→ EXERCISE DIRECTIONS
Find every line below that contains the word "triples" and copy it out.

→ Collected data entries
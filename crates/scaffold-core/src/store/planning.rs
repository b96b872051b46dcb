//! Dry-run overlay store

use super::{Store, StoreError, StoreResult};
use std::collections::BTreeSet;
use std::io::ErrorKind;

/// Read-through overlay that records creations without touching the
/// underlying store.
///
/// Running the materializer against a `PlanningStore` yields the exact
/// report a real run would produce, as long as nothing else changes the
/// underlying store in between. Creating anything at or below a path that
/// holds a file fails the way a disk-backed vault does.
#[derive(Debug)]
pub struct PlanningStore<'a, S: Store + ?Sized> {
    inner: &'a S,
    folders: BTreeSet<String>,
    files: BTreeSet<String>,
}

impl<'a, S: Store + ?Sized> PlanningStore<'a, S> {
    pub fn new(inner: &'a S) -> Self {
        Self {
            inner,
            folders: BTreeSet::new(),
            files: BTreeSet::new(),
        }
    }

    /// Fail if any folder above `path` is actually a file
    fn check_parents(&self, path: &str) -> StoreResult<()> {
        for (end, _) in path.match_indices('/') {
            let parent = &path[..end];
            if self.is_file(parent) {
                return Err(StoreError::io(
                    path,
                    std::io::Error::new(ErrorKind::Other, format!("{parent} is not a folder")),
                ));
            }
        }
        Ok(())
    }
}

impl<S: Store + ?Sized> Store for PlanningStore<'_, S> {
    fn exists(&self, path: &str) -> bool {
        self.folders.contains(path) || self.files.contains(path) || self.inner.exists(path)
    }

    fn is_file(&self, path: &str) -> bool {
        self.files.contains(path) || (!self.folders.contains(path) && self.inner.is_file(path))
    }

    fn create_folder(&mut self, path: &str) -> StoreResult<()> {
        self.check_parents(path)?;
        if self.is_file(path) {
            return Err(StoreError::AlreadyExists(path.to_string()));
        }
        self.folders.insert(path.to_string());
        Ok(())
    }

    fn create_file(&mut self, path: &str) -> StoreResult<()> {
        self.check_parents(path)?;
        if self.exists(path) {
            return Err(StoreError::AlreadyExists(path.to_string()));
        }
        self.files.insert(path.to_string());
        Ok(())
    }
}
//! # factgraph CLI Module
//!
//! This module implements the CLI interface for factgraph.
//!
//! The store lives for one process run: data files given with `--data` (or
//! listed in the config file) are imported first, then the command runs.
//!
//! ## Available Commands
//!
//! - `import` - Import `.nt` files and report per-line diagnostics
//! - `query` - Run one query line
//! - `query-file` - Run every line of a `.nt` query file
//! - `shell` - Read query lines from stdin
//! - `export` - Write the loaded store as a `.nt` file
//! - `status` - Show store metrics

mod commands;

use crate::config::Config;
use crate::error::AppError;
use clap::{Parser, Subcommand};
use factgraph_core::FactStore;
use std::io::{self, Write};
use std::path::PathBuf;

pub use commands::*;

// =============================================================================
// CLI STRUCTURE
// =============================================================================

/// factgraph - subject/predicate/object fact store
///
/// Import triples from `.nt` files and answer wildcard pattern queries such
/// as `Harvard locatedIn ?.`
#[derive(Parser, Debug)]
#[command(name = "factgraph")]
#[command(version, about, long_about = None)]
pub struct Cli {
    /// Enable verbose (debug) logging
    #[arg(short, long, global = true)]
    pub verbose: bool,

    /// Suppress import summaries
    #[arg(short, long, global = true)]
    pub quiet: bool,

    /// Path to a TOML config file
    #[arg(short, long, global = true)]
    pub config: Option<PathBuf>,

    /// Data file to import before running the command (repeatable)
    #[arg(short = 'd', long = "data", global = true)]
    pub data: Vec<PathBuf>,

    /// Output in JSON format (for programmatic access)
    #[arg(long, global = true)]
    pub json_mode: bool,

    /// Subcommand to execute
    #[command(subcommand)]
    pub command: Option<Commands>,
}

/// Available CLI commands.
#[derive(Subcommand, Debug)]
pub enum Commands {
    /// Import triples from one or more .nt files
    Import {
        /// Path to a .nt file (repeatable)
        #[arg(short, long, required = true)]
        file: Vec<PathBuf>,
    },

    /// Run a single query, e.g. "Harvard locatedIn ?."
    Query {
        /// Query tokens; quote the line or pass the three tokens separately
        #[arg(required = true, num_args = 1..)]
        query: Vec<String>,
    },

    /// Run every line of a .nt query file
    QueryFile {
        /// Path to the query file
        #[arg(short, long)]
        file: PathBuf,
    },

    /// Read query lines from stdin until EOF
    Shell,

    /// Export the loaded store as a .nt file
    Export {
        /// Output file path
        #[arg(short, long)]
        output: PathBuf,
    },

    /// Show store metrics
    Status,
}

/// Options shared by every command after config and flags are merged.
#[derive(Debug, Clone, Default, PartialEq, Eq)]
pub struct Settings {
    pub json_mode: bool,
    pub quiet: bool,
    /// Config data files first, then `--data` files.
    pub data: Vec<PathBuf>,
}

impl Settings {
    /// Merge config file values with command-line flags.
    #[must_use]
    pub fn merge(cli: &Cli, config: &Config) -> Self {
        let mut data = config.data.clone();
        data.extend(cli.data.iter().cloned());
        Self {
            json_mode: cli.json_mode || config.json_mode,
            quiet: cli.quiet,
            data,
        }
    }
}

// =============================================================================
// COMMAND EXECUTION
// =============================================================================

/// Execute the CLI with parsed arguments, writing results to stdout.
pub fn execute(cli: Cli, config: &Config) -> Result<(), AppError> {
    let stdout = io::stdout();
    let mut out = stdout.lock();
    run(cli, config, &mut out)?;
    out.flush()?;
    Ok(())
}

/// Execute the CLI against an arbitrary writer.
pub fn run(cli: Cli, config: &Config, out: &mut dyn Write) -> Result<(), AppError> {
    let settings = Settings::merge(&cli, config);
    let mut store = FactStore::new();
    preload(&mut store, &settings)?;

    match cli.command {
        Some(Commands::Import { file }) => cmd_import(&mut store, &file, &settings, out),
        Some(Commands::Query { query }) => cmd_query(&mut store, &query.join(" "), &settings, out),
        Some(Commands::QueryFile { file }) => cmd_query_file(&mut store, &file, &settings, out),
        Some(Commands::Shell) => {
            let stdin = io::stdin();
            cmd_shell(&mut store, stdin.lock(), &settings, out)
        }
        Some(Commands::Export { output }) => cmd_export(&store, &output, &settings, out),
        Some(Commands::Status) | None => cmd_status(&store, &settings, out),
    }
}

==

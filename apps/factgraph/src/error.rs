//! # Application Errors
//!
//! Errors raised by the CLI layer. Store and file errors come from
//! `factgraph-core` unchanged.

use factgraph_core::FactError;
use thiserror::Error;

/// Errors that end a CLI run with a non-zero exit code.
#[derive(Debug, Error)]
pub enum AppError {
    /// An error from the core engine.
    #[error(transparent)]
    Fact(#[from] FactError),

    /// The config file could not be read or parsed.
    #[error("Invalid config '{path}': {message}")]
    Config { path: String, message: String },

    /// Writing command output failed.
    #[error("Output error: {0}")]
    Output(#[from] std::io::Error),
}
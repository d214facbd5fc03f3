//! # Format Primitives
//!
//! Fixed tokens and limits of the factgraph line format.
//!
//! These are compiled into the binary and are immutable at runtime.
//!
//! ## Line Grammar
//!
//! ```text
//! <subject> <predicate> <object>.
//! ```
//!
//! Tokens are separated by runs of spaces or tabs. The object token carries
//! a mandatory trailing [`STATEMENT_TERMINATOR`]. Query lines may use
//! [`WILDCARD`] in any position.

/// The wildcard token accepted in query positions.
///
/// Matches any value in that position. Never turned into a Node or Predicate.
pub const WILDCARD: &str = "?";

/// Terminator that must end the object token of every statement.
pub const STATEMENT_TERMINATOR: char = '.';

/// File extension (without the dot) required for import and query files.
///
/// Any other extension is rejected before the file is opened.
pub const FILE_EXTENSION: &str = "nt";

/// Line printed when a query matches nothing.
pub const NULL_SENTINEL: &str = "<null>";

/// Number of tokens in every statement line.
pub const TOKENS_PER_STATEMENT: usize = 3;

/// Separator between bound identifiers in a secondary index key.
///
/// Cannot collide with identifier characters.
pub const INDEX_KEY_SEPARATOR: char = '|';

→ TASK OUTPUT
/// Import triples from `.nt` files and answer wildcard pattern queries such
    /// Import triples from one or more .nt files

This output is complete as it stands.